A Crack in the Sky by Mark Peter Hughes

The Dystopian Reading Challenge is hosted by Bart's Bookshelf
October 1, 2010 through December 19th 2010.

This is book 4/5 in the reading Dystopian challenge:
A Crack in the Sky (Greenhouse Chronicles) by Mark Peter Hughes



Summary from Goodreads:
Thirteen-year-old Eli Papadopoulos is worried. Even though he’s a member of the most powerful family in the world. Even though his grandfather founded InfiniCorp, the massive corporation that runs everything in the bustling dome-cities. Even though InfiniCorp ads and billboards are plastered everywhere, proclaiming:

DON'T WORRY! INFINICORP IS TAKING CARE OF EVERYTHING!

Recently, Eli noticed that there’s something wrong with the artificial sky. It keeps shorting out, displaying strange colors and random images. And though the Department of Cool and Comfortable Air is working overtime, the dome-city is hotter than it’s ever been.
Eli has been raised to believe that the dome-cities are safe, that the important thing is to keep working and consuming, and that everyone is secure and comfortable in InfiniCorp’s capable hands.
But now he begins asking questions.
All of a sudden, operatives from a dangerous band of terrorists keep contacting him. The Friends of Gustavo—or Foggers—want to tear down everything InfiniCorp has created. They promise Eli that they have the truth he seeks—if he’s brave enough to handle it.
Eli isn’t convinced. And he’s about to find out that in the dome-cities, being a Papadopoulos isn’t enough to save a rule-breaker like him from being sent far away to learn right-thinking. In his new home, the Tower, Eli meets Tabitha, once at the top of her Internship class, now a forgotten slave. Together, and with help from Eli’s beloved pet mongoose, Marilyn, they just might be able to escape . . . and try to make a life for themselves in the scorched wilderness outside the domes.
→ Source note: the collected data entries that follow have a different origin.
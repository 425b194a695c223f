//! HTTP server configuration: layered settings and the resolved builder.

use std::net::SocketAddr;

use chrono::Duration;
use ortho_config::OrthoConfig;
use serde::Deserialize;

#[cfg(feature = "metrics")]
use actix_web_prom::PrometheusMetrics;
use mentorship::domain::WebhookSecrets;
use mentorship::inbound::ws::OriginPolicy;
use mentorship::outbound::ai::ChatCompletionsConfig;
use mentorship::outbound::persistence::DbPool;

const DEFAULT_BIND_ADDR: &str = "0.0.0.0:8080";
const DEFAULT_TOKEN_TTL_HOURS: u32 = 24;
const DEFAULT_CALENDAR_DOMAIN: &str = "mentorship.local";
const DEFAULT_PUBLIC_DOMAIN: &str = "mentorship.example";

/// Settings read from CLI flags and `MENTORSHIP_*` environment variables.
#[derive(Debug, Clone, Deserialize, OrthoConfig)]
#[ortho_config(prefix = "MENTORSHIP")]
pub struct ServerSettings {
    /// Socket address to listen on.
    pub bind_addr: Option<String>,
    /// PostgreSQL URL; absent selects the in-memory adapters.
    pub database_url: Option<String>,
    /// Bearer token lifetime.
    pub token_ttl_hours: Option<u32>,
    pub ai_api_key: Option<String>,
    pub ai_base_url: Option<String>,
    pub ai_model: Option<String>,
    /// Comma-separated `provider=secret` pairs.
    pub webhook_secrets: Option<String>,
    /// Domain used in calendar event UIDs.
    pub calendar_domain: Option<String>,
    /// Domain whose HTTPS origins may open chat sockets.
    pub public_domain: Option<String>,
}

impl ServerSettings {
    /// Resolve the listen address.
    ///
    /// # Errors
    /// Returns [`std::io::Error`] when the address does not parse.
    pub fn bind_addr(&self) -> std::io::Result<SocketAddr> {
        let raw = self.bind_addr.as_deref().unwrap_or(DEFAULT_BIND_ADDR);
        raw.parse().map_err(|err| {
            std::io::Error::other(format!("invalid bind address `{raw}`: {err}"))
        })
    }

    pub fn database_url(&self) -> Option<&str> {
        self.database_url
            .as_deref()
            .map(str::trim)
            .filter(|url| !url.is_empty())
    }

    pub fn token_ttl(&self) -> Duration {
        Duration::hours(i64::from(
            self.token_ttl_hours.unwrap_or(DEFAULT_TOKEN_TTL_HOURS),
        ))
    }

    pub fn calendar_domain(&self) -> &str {
        self.calendar_domain
            .as_deref()
            .unwrap_or(DEFAULT_CALENDAR_DOMAIN)
    }

    pub fn origin_policy(&self) -> OriginPolicy {
        OriginPolicy::new(self.public_domain.as_deref().unwrap_or(DEFAULT_PUBLIC_DOMAIN))
    }

    /// Language-model provider settings.
    ///
    /// # Errors
    /// Returns [`std::io::Error`] when the base URL is malformed.
    pub fn ai_config(&self) -> std::io::Result<ChatCompletionsConfig> {
        ChatCompletionsConfig::new(
            self.ai_api_key.clone(),
            self.ai_base_url.as_deref(),
            self.ai_model.clone(),
        )
        .map_err(|err| std::io::Error::other(format!("invalid AI base URL: {err}")))
    }

    /// Parsed webhook secrets; empty when unset.
    ///
    /// # Errors
    /// Returns [`std::io::Error`] for entries not shaped `provider=secret`.
    pub fn webhook_secrets(&self) -> std::io::Result<WebhookSecrets> {
        WebhookSecrets::parse(self.webhook_secrets.as_deref().unwrap_or_default())
            .map_err(|err| std::io::Error::other(err.to_string()))
    }
}

/// Options the service graph is built from.
#[derive(Clone)]
pub struct ServiceOptions {
    pub token_ttl: Duration,
    pub calendar_domain: String,
    pub ai: ChatCompletionsConfig,
    pub webhook_secrets: WebhookSecrets,
    pub origins: OriginPolicy,
}

impl ServiceOptions {
    /// Resolve every service option from `settings`.
    ///
    /// # Errors
    /// Returns [`std::io::Error`] for malformed AI or webhook settings.
    pub fn from_settings(settings: &ServerSettings) -> std::io::Result<Self> {
        Ok(Self {
            token_ttl: settings.token_ttl(),
            calendar_domain: settings.calendar_domain().to_owned(),
            ai: settings.ai_config()?,
            webhook_secrets: settings.webhook_secrets()?,
            origins: settings.origin_policy(),
        })
    }
}

/// Builder-style configuration for creating the HTTP server.
pub struct ServerConfig {
    pub(crate) bind_addr: SocketAddr,
    pub(crate) db_pool: Option<DbPool>,
    pub(crate) options: ServiceOptions,
    #[cfg(feature = "metrics")]
    pub(crate) prometheus: Option<PrometheusMetrics>,
}

impl ServerConfig {
    /// Construct a server configuration backed by in-memory adapters.
    #[must_use]
    pub fn new(bind_addr: SocketAddr, options: ServiceOptions) -> Self {
        Self {
            bind_addr,
            db_pool: None,
            options,
            #[cfg(feature = "metrics")]
            prometheus: None,
        }
    }

    /// Attach a database connection pool for the Diesel adapters.
    #[must_use]
    pub fn with_db_pool(mut self, pool: DbPool) -> Self {
        self.db_pool = Some(pool);
        self
    }

    #[cfg(feature = "metrics")]
    /// Attach Prometheus middleware to the configuration.
    #[must_use]
    pub fn with_metrics(mut self, prometheus: Option<PrometheusMetrics>) -> Self {
        self.prometheus = prometheus;
        self
    }
}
I don't know how many installments the author plans but this is only the beginning and it still reads like he threw every dystopian trope in a pot, stirred and served it up.
Well except for Marilyn; the telepathic, deus ex machina AKA mongoose, whose POV covers a few chapters. That's new.

I'll read the sequels simply to find out where this story leads but this has been my least favorite book I've read for the challenge.